December 9, 2019 Abdul Haqq

Usman Khan, Rehabilitation & Formers: Government Poster Boys and Prodigal Son narratives

Since 2006/7, governments and their associated agencies have eagerly embraced the idea of working with ‘formers’ – reformed extremists who had disengaged from previous extremist beliefs and rejected violence. Formers became the vogue due to their invaluable experiences and insights into non-violent/violent extremism.  Even multi-national industry giants, like Google, established entities to address this new approach:

Against Violent Extremism network – AVE:

AVE is a unique and powerful global force in the ongoing struggle to tackle violence and extremism. Former violent extremists, gang members and survivors of violence are empowered to work together with others to prevent the recruitment of ‘at risk’ youths and encourage the disengagement of those already involved. The network was founded at the Summit Against Violent Extremism (SAVE) in 2011.[1]

Fast-forward to the present day where we have recently witnessed how misinformed the above approach can be in the absence of comprehensive community involvement with such individuals. Efforts to prove the existing PREVENT strategy is working have led to previously successful interventions being circumvented for less effective ones that are neither tried nor tested and that have at best, alienated communities that continue to be targeted.

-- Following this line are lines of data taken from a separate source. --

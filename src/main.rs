// SPDX-License-Identifier: MIT
// Copyright 2026 Roland Dreier <roland@rolandd.dev>

//! FitForge Workouts API Server
//!
//! Starts, logs and completes workout sessions stored in Firestore and
//! streams row changes to subscribed clients.

use fitforge_workouts::{
    config::Config,
    db::{FirestoreDb, InMemoryDb, WorkoutRepository},
    realtime::ChangeFeed,
    services::{AnalyticsAggregator, HttpAnalyticsClient, NoopAnalytics, WorkoutService},
    AppState,
};
use std::sync::Arc;
use std::time::Duration;
use tracing_subscriber::{layer::SubscriberExt, util::SubscriberInitExt, EnvFilter};

/// How long shutdown waits for queued analytics jobs.
const ANALYTICS_DRAIN_TIMEOUT: Duration = Duration::from_secs(10);

#[tokio::main]
async fn main() -> Result<(), Box<dyn std::error::Error>> {
    // Initialize structured JSON logging for GCP
    init_logging();

    // Load configuration from environment
    let config = Config::from_env()?;
    tracing::info!(port = config.port, "Starting FitForge Workouts API");

    let changes = ChangeFeed::new();

    let repo: Arc<dyn WorkoutRepository> = if config.use_in_memory_db {
        tracing::warn!("Using in-memory database, data will not persist");
        Arc::new(InMemoryDb::new(changes))
    } else {
        Arc::new(FirestoreDb::new(&config.gcp_project_id, changes).await?)
    };

    let aggregator: Arc<dyn AnalyticsAggregator> = match &config.analytics_url {
        Some(url) => {
            tracing::info!(url = %url, "Analytics aggregator configured");
            Arc::new(HttpAnalyticsClient::new(url.clone())?)
        }
        None => {
            tracing::info!("No ANALYTICS_URL set, analytics side-calls disabled");
            Arc::new(NoopAnalytics)
        }
    };

    let service = WorkoutService::new(repo, aggregator);

    // Build shared state
    let state = Arc::new(AppState {
        config: config.clone(),
        service: service.clone(),
    });

    // Build router
    let app = fitforge_workouts::routes::create_router(state);

    // Start server
    let addr = format!("0.0.0.0:{}", config.port);
    let listener = tokio::net::TcpListener::bind(&addr).await?;
    tracing::info!(address = %addr, "Server listening");

    axum::serve(listener, app)
        .with_graceful_shutdown(shutdown_signal())
        .await?;

    // Let queued analytics jobs finish before exiting.
    service
        .analytics()
        .wait_idle_for(ANALYTICS_DRAIN_TIMEOUT)
        .await;
    let failed = service.analytics().dead_letters().len();
    tracing::info!(failed_analytics_steps = failed, "Shutdown complete");

    Ok(())
}

async fn shutdown_signal() {
    if let Err(e) = tokio::signal::ctrl_c().await {
        tracing::error!(error = %e, "Failed to listen for shutdown signal");
        std::future::pending::<()>().await;
    }
    tracing::info!("Shutdown signal received");
}

/// Initialize structured JSON logging (GCP-compliant).
fn init_logging() {
    let format = tracing_subscriber::fmt::layer()
        .json()
        .with_target(false)
        .with_current_span(true)
        .flatten_event(true);

    tracing_subscriber::registry()
        .with(
            EnvFilter::try_from_default_env()
                .unwrap_or_else(|_| EnvFilter::new("info,fitforge_workouts=debug")),
        )
        .with(format)
        .init();
}
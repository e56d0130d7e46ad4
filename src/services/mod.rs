// SPDX-License-Identifier: MIT
// Copyright 2026 Roland Dreier <roland@rolandd.dev>

//! Services module - business logic layer.

pub mod analytics;
pub mod workout;

pub use analytics::{
    AnalyticsAggregator, AnalyticsDispatcher, AnalyticsJob, DeadLetterLog, HttpAnalyticsClient,
    NoopAnalytics,
};
pub use workout::{CompleteWorkoutRequest, LogSetRequest, WorkoutService};
// SPDX-License-Identifier: MIT
// Copyright 2026 Roland Dreier <roland@rolandd.dev>

//! Application configuration loaded from environment variables.

use std::env;

/// Application configuration, loaded once at startup.
#[derive(Debug, Clone)]
pub struct Config {
    /// GCP project ID (Firestore)
    pub gcp_project_id: String,
    /// Server port
    pub port: u16,
    /// Frontend URL allowed by CORS
    pub frontend_url: String,
    /// Base URL of the analytics aggregator; `None` disables the side-call
    pub analytics_url: Option<String>,
    /// Run against the in-process store instead of Firestore
    pub use_in_memory_db: bool,
    /// JWT signing key for session tokens (raw bytes)
    pub jwt_signing_key: Vec<u8>,
}

impl Config {
    /// Config for tests only.
    pub fn test_default() -> Self {
        Self {
            gcp_project_id: "test-project".to_string(),
            port: 8080,
            frontend_url: "http://localhost:5173".to_string(),
            analytics_url: None,
            use_in_memory_db: true,
            jwt_signing_key: b"test_jwt_key_32_bytes_minimum!!".to_vec(),
        }
    }

    /// Load configuration from environment variables.
    pub fn from_env() -> Result<Self, ConfigError> {
        dotenvy::dotenv().ok(); // Load .env file if present

        Ok(Self {
            gcp_project_id: env::var("GCP_PROJECT_ID").unwrap_or_else(|_| "local-dev".to_string()),
            port: env::var("PORT")
                .unwrap_or_else(|_| "8080".to_string())
                .parse()
                .unwrap_or(8080),
            frontend_url: env::var("FRONTEND_URL")
                .unwrap_or_else(|_| "http://localhost:5173".to_string()),
            analytics_url: env::var("ANALYTICS_URL")
                .ok()
                .map(|v| v.trim().trim_end_matches('/').to_string())
                .filter(|v| !v.is_empty()),
            use_in_memory_db: env::var("USE_IN_MEMORY_DB")
                .map(|v| matches!(v.trim(), "1" | "true" | "yes"))
                .unwrap_or(false),
            jwt_signing_key: env::var("JWT_SIGNING_KEY")
                .map_err(|_| ConfigError::Missing("JWT_SIGNING_KEY"))?
                .into_bytes(),
        })
    }
}

/// Configuration errors
#[derive(Debug, thiserror::Error)]
pub enum ConfigError {
    #[error("Missing required environment variable: {0}")]
    Missing(&'static str),
}
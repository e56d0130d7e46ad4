// SPDX-License-Identifier: MIT
// Copyright 2026 Roland Dreier <roland@rolandd.dev>

//! Database layer: the repository facade and its backends.

pub mod firestore;
pub mod memory;

pub use firestore::FirestoreDb;
pub use memory::InMemoryDb;

use crate::error::{AppError, Result};
use crate::models::{
    Exercise, Goal, PersonalRecord, SessionFinish, SetTotals, WorkoutExercise, WorkoutSession,
    WorkoutSet,
};
use crate::realtime::ChangeFeed;
use async_trait::async_trait;

/// Collection names as constants.
pub mod collections {
    pub const WORKOUT_SESSIONS: &str = "workout_sessions";
    pub const WORKOUT_EXERCISES: &str = "workout_exercises";
    pub const WORKOUT_SETS: &str = "workout_sets";
    /// Exercise catalog (keyed by exercise id)
    pub const EXERCISES: &str = "exercises";
    pub const PERSONAL_RECORDS: &str = "personal_records";
    pub const USER_GOALS: &str = "user_goals";
}

/// Typed repository over the workout backend.
///
/// Writes publish a row change on [`WorkoutRepository::changes`] once the
/// backend has accepted them.
#[async_trait]
pub trait WorkoutRepository: Send + Sync {
    /// Feed carrying every row change made through this repository.
    fn changes(&self) -> &ChangeFeed;

    // ─── Sessions ────────────────────────────────────────────────

    async fn create_workout_session(&self, session: &WorkoutSession) -> Result<()>;

    async fn get_workout_session(&self, session_id: &str) -> Result<Option<WorkoutSession>>;

    async fn update_workout_session(&self, session: &WorkoutSession) -> Result<()>;

    /// Move an in-progress session to its final state in one atomic step.
    ///
    /// Re-reads the session under the backend's write guard, so totals written
    /// concurrently are kept. Completion also stamps `completed_at` on every
    /// still-open per-exercise row. Fails with `BadRequest` (and writes
    /// nothing) if the session is no longer in progress.
    async fn finish_workout_session(
        &self,
        session_id: &str,
        finish: &SessionFinish,
    ) -> Result<WorkoutSession>;

    /// Sessions for a user, newest first.
    async fn get_workout_sessions_for_user(
        &self,
        user_id: &str,
        limit: u32,
    ) -> Result<Vec<WorkoutSession>>;

    // ─── Per-exercise rows ───────────────────────────────────────

    async fn create_workout_exercise(&self, workout_exercise: &WorkoutExercise) -> Result<()>;

    /// Per-exercise rows of a session, ordered by `order_index`.
    async fn get_workout_exercises(&self, session_id: &str) -> Result<Vec<WorkoutExercise>>;

    // ─── Sets ────────────────────────────────────────────────────

    /// Insert a completed set and recompute the totals of its session and
    /// per-exercise row, all in one atomic step.
    ///
    /// Totals are derived from a single read of the session's sets taken
    /// under the write guard. Fails with `BadRequest` (and writes nothing)
    /// if the session is no longer in progress.
    async fn record_set(&self, set: &WorkoutSet) -> Result<SetTotals>;

    /// Sets of one per-exercise row, ordered by `set_number`.
    async fn get_workout_sets(&self, workout_exercise_id: &str) -> Result<Vec<WorkoutSet>>;

    /// Every set logged in a session.
    async fn get_session_sets(&self, session_id: &str) -> Result<Vec<WorkoutSet>>;

    // ─── Catalog ─────────────────────────────────────────────────

    async fn get_exercise(&self, exercise_id: &str) -> Result<Option<Exercise>>;

    /// Full catalog, ordered by name.
    async fn get_exercises(&self) -> Result<Vec<Exercise>>;

    /// Catalog entries for one workout type, ordered by name.
    async fn get_exercises_by_workout_type(&self, workout_type: &str) -> Result<Vec<Exercise>>;

    // ─── Records & goals ─────────────────────────────────────────

    /// Personal records for a user, newest first, optionally for one exercise.
    async fn get_personal_records(
        &self,
        user_id: &str,
        exercise_id: Option<&str>,
    ) -> Result<Vec<PersonalRecord>>;

    async fn get_active_goals(&self, user_id: &str) -> Result<Vec<Goal>>;
}

/// Reject writes to a session that has already been completed or cancelled.
pub(crate) fn ensure_in_progress(session: &WorkoutSession) -> Result<()> {
    if session.is_in_progress() {
        return Ok(());
    }
    Err(AppError::BadRequest(format!(
        "Workout session {} is {}",
        session.id,
        session.status.as_str()
    )))
}

pub(crate) fn session_not_found(session_id: &str) -> AppError {
    AppError::NotFound(format!("Workout session {} not found", session_id))
}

As we enter the festive season, the biblical story of the Prodigal Son would not be remiss considering the issues surrounding Usman Khan’s supposed rehabilitation. The eagerness of the prison and probation services to embrace his self-professed desire to eschew extremist beliefs and reform were premature. There was also a glaring absence of expertise – particularly post release – to evaluate his ideological and behavioural tendencies for extremism:

“I have learnt that many of my past beliefs came from my misinterpretations of Islam,” the young man wrote to his probation officers. “There were many gaps in my knowledge but now I am on a new path and am learning to become a good Muslim. I would like a chance to prove to you that I will not cause harm to nobody in our society.” [2]

Returning to the biblical parable, it is a well-known story, highlighting the preference of the authoritative figure of the household at the time – the father – for his returning and remorseful younger son over the more consistent older sibling who had remained home.[3] The tense exchange between both father and older son provides a poignant insight for statutory agencies today regarding their enthusiasm to embrace and engage ‘formers’. Today’s government can be likened to the father in this particular narrative, while the younger, previously wayward son depicts formers – those apparently rehabilitated. It is relatively easy to discern the older brother as representing those entities that have consistently challenged and confronted extremism for decades now, while maintaining British and socio-religious values. This story, however, lacks an important insight that should not be ignored following the recent attack.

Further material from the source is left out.